- What is expected
Go to the line below containing "Every write goes" and print exactly from there through the line containing "pub use memory::InMemoryLifecycleStore;", both included. Print nothing else.

- Source data

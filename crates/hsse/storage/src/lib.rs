//! HSSE lifecycle storage abstractions.
//!
//! The engine needs two things from its store:
//! - atomic read-modify-write of aggregate status, guarded by the status
//!   (and revision) the caller last observed
//! - an append-only audit log written in the same atomic unit
//!
//! Every write goes through [`TransactionalStore::commit`]. Reads are
//! tenant-scoped; records of another tenant are invisible.

#![deny(unsafe_code)]
#![cfg_attr(feature = "strict-docs", warn(missing_docs))]
#![cfg_attr(not(feature = "strict-docs"), allow(missing_docs))]
#![warn(rust_2018_idioms)]

mod error;
pub mod memory;
mod model;
mod traits;

pub use error::{StorageError, StorageResult};
pub use memory::InMemoryLifecycleStore;
pub use model::{EventQuery, QueryWindow, StatusGuard, Transaction, Write};
pub use traits::{
    ActionStore, AuditStore, DecisionStore, EventStore, ExtensionStore, LifecycleStore,
    TransactionalStore,
};
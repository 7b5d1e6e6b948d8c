//! Severity policy resolver
//!
//! Pure mapping from a severity level to the closure rules that apply to an
//! Event. No I/O and no side effects.

use hsse_types::{EventCommand, LifecycleResult, Severity};
use serde::{Deserialize, Serialize};

/// Closure rules for one severity level
#[derive(Clone, Copy, Debug, PartialEq, Eq, Serialize, Deserialize)]
pub struct ClosurePolicy {
    pub severity: Severity,
    /// The reporter may close the Event personally
    pub self_close_allowed: bool,
    /// HSSE must accept the investigation before closure
    pub requires_expert_validation: bool,
    /// Closure goes through `pending_final_closure` and a manager
    pub requires_manager_close: bool,
}

impl ClosurePolicy {
    pub fn for_severity(severity: Severity) -> Self {
        match severity.level() {
            1 | 2 => Self {
                severity,
                self_close_allowed: true,
                requires_expert_validation: false,
                requires_manager_close: false,
            },
            3 | 4 => Self {
                severity,
                self_close_allowed: false,
                requires_expert_validation: true,
                requires_manager_close: false,
            },
            _ => Self {
                severity,
                self_close_allowed: false,
                requires_expert_validation: true,
                requires_manager_close: true,
            },
        }
    }

    /// The command a closure request turns into under this policy
    pub fn closure_command(&self) -> EventCommand {
        if self.requires_manager_close {
            EventCommand::SubmitForFinalClosure
        } else {
            EventCommand::CloseDirect
        }
    }
}

/// Resolve the closure policy for a raw severity level.
///
/// Fails with a validation error for levels outside 1..=5.
pub fn resolve_policy(level: u8) -> LifecycleResult<ClosurePolicy> {
    Severity::new(level).map(ClosurePolicy::for_severity)
}

#[cfg(test)]
mod tests {
    use super::*;
    use hsse_types::ReasonCode;
    use proptest::prelude::*;

    #[test]
    fn severity_five_requires_manager_and_validation() {
        let policy = resolve_policy(5).unwrap();
        assert!(policy.requires_expert_validation);
        assert!(policy.requires_manager_close);
        assert!(!policy.self_close_allowed);
        assert_eq!(policy.closure_command(), EventCommand::SubmitForFinalClosure);
    }

    #[test]
    fn out_of_range_is_a_validation_error() {
        let err = resolve_policy(0).unwrap_err();
        assert_eq!(err.reason_code(), ReasonCode::InvalidSeverity);
        assert_eq!(err.kind(), "validation");
    }

    proptest! {
        #[test]
        fn low_severity_allows_self_close(level in 1u8..=2) {
            let policy = resolve_policy(level).unwrap();
            prop_assert!(policy.self_close_allowed);
            prop_assert!(!policy.requires_expert_validation);
            prop_assert!(!policy.requires_manager_close);
        }

        #[test]
        fn medium_severity_requires_validation_only(level in 3u8..=4) {
            let policy = resolve_policy(level).unwrap();
            prop_assert!(!policy.self_close_allowed);
            prop_assert!(policy.requires_expert_validation);
            prop_assert!(!policy.requires_manager_close);
            prop_assert_eq!(policy.closure_command(), EventCommand::CloseDirect);
        }

        #[test]
        fn resolution_is_total_over_u8(level in any::<u8>()) {
            let resolved = resolve_policy(level);
            prop_assert_eq!(resolved.is_ok(), (1..=5).contains(&level));
        }

        #[test]
        fn self_close_and_validation_are_exclusive(level in 1u8..=5) {
            let policy = resolve_policy(level).unwrap();
            prop_assert!(policy.self_close_allowed != policy.requires_expert_validation);
        }
    }
}
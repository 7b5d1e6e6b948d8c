//! Review decisions and the closure checklist

use crate::{ActorId, DecisionId, EventId, TenantId};
use chrono::{DateTime, Utc};
use serde::{Deserialize, Serialize};

/// Outcome of an HSSE escalation review
#[derive(Clone, Copy, Debug, PartialEq, Eq, Hash, Serialize, Deserialize)]
#[serde(rename_all = "snake_case")]
pub enum EscalationOutcome {
    /// Send the observation back to the department
    Reject,
    /// Keep it as an observation and move on to HSSE validation
    AcceptObservation,
    /// Supersede the observation with a new incident Event
    UpgradeIncident,
}

impl EscalationOutcome {
    pub fn as_str(&self) -> &'static str {
        match self {
            EscalationOutcome::Reject => "reject",
            EscalationOutcome::AcceptObservation => "accept_observation",
            EscalationOutcome::UpgradeIncident => "upgrade_incident",
        }
    }
}

/// Record of a department escalation outcome
#[derive(Clone, Debug, PartialEq, Eq, Serialize, Deserialize)]
pub struct EscalationDecision {
    pub id: DecisionId,
    pub tenant_id: TenantId,
    pub event_id: EventId,
    pub decision: EscalationOutcome,
    pub decided_by: ActorId,
    #[serde(skip_serializing_if = "Option::is_none")]
    pub notes: Option<String>,
    /// Set only for [`EscalationOutcome::UpgradeIncident`]
    #[serde(skip_serializing_if = "Option::is_none")]
    pub resulting_event_id: Option<EventId>,
    pub decided_at: DateTime<Utc>,
}

/// Outcome of a second-opinion review of a rejected observation
#[derive(Clone, Copy, Debug, PartialEq, Eq, Hash, Serialize, Deserialize)]
#[serde(rename_all = "snake_case")]
pub enum RejectionReviewOutcome {
    /// Confirm the rejection; the Event ends as rejected
    ApproveRejection,
    /// Overturn the rejection; the department must act on the Event
    RejectRejection,
}

impl RejectionReviewOutcome {
    pub fn as_str(&self) -> &'static str {
        match self {
            RejectionReviewOutcome::ApproveRejection => "approve_rejection",
            RejectionReviewOutcome::RejectRejection => "reject_rejection",
        }
    }
}

/// Record of a rejection review
#[derive(Clone, Debug, PartialEq, Eq, Serialize, Deserialize)]
pub struct RejectionReviewDecision {
    pub id: DecisionId,
    pub tenant_id: TenantId,
    pub event_id: EventId,
    pub decision: RejectionReviewOutcome,
    pub decided_by: ActorId,
    pub notes: String,
    pub decided_at: DateTime<Utc>,
}

/// Binary decision used by the validation and contract-controller steps
#[derive(Clone, Copy, Debug, PartialEq, Eq, Hash, Serialize, Deserialize)]
#[serde(rename_all = "snake_case")]
pub enum ReviewVerdict {
    Approved,
    Rejected,
}

/// Investigation checklist supplied when closure is requested
#[derive(Clone, Copy, Debug, Default, PartialEq, Eq, Serialize, Deserialize)]
pub struct Checklist {
    pub evidence_collected: bool,
    pub witnesses_interviewed: bool,
    pub root_cause_analysis_complete: bool,
    pub actions_assigned: bool,
}

impl Checklist {
    pub fn complete() -> Self {
        Self {
            evidence_collected: true,
            witnesses_interviewed: true,
            root_cause_analysis_complete: true,
            actions_assigned: true,
        }
    }

    /// Human-readable labels of unchecked items
    pub fn missing_items(&self) -> Vec<String> {
        [
            (self.evidence_collected, "evidence collected"),
            (self.witnesses_interviewed, "witnesses interviewed"),
            (self.root_cause_analysis_complete, "root-cause analysis complete"),
            (self.actions_assigned, "corrective actions assigned"),
        ]
        .into_iter()
        .filter(|(done, _)| !done)
        .map(|(_, label)| format!("checklist: {}", label))
        .collect()
    }

    pub fn is_complete(&self) -> bool {
        self.missing_items().is_empty()
    }
}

- Result
//! Every write goes through [`TransactionalStore::commit`]. Reads are
//! tenant-scoped; records of another tenant are invisible.

#![deny(unsafe_code)]
#![cfg_attr(feature = "strict-docs", warn(missing_docs))]
#![cfg_attr(not(feature = "strict-docs"), allow(missing_docs))]
#![warn(rust_2018_idioms)]

mod error;
pub mod memory;
mod model;
mod traits;

pub use error::{StorageError, StorageResult};
pub use memory::InMemoryLifecycleStore;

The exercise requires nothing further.